Extracted data entries
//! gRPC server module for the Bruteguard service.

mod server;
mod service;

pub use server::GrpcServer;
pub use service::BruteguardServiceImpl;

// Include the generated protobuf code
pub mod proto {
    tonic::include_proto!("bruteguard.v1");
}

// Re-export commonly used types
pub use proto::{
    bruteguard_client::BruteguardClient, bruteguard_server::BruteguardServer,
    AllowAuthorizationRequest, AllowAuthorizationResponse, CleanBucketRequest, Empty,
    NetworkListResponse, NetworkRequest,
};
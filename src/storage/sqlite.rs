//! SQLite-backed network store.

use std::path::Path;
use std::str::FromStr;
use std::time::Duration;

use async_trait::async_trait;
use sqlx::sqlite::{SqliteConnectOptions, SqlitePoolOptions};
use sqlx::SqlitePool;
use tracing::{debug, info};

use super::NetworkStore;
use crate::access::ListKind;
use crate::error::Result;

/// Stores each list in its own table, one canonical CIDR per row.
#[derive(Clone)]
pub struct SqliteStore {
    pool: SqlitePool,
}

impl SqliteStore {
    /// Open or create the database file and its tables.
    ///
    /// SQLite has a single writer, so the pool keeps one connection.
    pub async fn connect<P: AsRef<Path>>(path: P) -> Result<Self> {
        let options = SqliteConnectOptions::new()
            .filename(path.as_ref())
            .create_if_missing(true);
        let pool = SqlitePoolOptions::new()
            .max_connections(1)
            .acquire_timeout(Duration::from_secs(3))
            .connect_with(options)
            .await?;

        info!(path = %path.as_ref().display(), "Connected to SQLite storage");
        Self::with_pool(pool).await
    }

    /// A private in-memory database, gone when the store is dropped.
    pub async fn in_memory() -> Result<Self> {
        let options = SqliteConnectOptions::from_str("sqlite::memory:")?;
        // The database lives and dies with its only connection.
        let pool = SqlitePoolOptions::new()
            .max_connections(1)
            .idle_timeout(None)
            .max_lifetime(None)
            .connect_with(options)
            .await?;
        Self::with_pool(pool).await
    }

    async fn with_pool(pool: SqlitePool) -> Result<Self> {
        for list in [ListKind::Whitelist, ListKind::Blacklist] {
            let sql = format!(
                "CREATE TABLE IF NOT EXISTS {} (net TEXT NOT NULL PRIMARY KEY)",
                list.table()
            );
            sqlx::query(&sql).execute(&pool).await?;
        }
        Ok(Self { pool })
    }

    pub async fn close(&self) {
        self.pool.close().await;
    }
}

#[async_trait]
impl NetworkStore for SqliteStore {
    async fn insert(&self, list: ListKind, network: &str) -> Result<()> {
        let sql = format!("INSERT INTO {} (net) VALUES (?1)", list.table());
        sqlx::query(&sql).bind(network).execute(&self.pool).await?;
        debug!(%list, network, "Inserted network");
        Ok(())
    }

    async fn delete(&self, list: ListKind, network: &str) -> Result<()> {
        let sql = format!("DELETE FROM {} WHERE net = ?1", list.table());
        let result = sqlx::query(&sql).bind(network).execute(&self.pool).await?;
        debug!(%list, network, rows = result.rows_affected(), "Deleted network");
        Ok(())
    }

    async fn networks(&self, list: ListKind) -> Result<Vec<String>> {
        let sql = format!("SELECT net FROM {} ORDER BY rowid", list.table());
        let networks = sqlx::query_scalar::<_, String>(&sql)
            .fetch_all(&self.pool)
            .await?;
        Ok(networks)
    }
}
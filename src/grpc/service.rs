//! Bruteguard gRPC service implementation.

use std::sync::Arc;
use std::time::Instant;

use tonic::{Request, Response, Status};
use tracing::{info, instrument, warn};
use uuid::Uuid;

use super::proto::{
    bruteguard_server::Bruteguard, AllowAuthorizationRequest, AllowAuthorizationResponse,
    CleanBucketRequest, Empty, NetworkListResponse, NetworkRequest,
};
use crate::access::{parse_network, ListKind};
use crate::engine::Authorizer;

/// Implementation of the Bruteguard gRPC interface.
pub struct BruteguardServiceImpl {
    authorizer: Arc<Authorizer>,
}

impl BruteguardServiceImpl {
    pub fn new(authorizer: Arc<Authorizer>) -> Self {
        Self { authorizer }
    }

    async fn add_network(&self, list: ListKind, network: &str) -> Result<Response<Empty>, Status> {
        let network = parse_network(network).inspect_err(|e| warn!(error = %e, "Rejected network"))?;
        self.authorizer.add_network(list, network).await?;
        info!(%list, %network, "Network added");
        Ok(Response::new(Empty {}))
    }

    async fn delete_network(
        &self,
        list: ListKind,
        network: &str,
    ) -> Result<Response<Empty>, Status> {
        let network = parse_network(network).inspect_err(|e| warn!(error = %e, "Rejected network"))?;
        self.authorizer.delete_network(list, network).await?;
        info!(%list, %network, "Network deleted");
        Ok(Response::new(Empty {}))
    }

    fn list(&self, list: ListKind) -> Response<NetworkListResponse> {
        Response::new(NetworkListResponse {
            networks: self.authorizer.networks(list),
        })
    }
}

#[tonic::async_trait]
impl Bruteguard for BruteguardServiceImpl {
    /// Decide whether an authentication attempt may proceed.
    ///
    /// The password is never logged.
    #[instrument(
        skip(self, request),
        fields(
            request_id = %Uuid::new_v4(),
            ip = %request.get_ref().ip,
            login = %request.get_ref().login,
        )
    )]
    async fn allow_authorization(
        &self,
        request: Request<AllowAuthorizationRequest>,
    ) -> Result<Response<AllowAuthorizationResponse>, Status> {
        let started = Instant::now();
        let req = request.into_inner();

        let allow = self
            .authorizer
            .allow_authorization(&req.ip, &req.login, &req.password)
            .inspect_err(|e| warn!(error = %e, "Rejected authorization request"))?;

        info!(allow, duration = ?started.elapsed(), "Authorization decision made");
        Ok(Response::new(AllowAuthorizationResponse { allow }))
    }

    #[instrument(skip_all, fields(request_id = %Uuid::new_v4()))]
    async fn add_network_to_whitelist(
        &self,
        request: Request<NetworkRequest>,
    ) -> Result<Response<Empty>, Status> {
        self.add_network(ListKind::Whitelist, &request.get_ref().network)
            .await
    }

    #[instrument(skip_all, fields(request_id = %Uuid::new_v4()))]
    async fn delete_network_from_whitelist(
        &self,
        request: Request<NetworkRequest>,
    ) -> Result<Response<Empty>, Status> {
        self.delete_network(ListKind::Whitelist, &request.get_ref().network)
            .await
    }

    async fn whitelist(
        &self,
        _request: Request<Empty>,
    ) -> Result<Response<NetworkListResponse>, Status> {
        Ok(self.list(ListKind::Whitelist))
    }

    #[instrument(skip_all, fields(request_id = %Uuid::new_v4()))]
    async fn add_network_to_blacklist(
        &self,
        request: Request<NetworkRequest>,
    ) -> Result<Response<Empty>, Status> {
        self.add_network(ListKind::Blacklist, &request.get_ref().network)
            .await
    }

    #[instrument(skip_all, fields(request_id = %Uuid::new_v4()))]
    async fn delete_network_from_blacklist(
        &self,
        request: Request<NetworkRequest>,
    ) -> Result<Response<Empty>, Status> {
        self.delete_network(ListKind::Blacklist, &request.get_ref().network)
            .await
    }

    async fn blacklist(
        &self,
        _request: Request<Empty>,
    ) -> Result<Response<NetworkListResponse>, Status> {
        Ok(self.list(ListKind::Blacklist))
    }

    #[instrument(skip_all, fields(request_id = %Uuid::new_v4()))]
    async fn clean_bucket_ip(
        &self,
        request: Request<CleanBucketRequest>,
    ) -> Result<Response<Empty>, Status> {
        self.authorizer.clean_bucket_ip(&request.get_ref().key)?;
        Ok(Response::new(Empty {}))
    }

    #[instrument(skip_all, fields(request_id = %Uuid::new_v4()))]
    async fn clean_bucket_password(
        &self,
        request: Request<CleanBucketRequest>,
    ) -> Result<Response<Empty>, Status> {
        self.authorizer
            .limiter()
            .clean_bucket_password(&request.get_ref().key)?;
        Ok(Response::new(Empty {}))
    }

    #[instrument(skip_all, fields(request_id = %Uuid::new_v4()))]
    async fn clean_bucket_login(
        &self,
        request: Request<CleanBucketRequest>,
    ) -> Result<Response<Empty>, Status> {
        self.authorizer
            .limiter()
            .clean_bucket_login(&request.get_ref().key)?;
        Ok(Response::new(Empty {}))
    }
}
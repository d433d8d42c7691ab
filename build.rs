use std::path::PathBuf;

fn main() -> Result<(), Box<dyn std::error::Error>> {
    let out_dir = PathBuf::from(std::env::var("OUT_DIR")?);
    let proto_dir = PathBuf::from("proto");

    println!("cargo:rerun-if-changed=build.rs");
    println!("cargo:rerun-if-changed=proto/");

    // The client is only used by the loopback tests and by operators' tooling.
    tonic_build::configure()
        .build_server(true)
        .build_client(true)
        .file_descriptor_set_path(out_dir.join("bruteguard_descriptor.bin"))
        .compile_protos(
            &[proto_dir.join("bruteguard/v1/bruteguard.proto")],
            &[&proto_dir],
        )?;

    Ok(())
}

_Requirement_. Answer with a single number: the count of lines in the entries that hold the word "join".

_Solution to this problem_. 2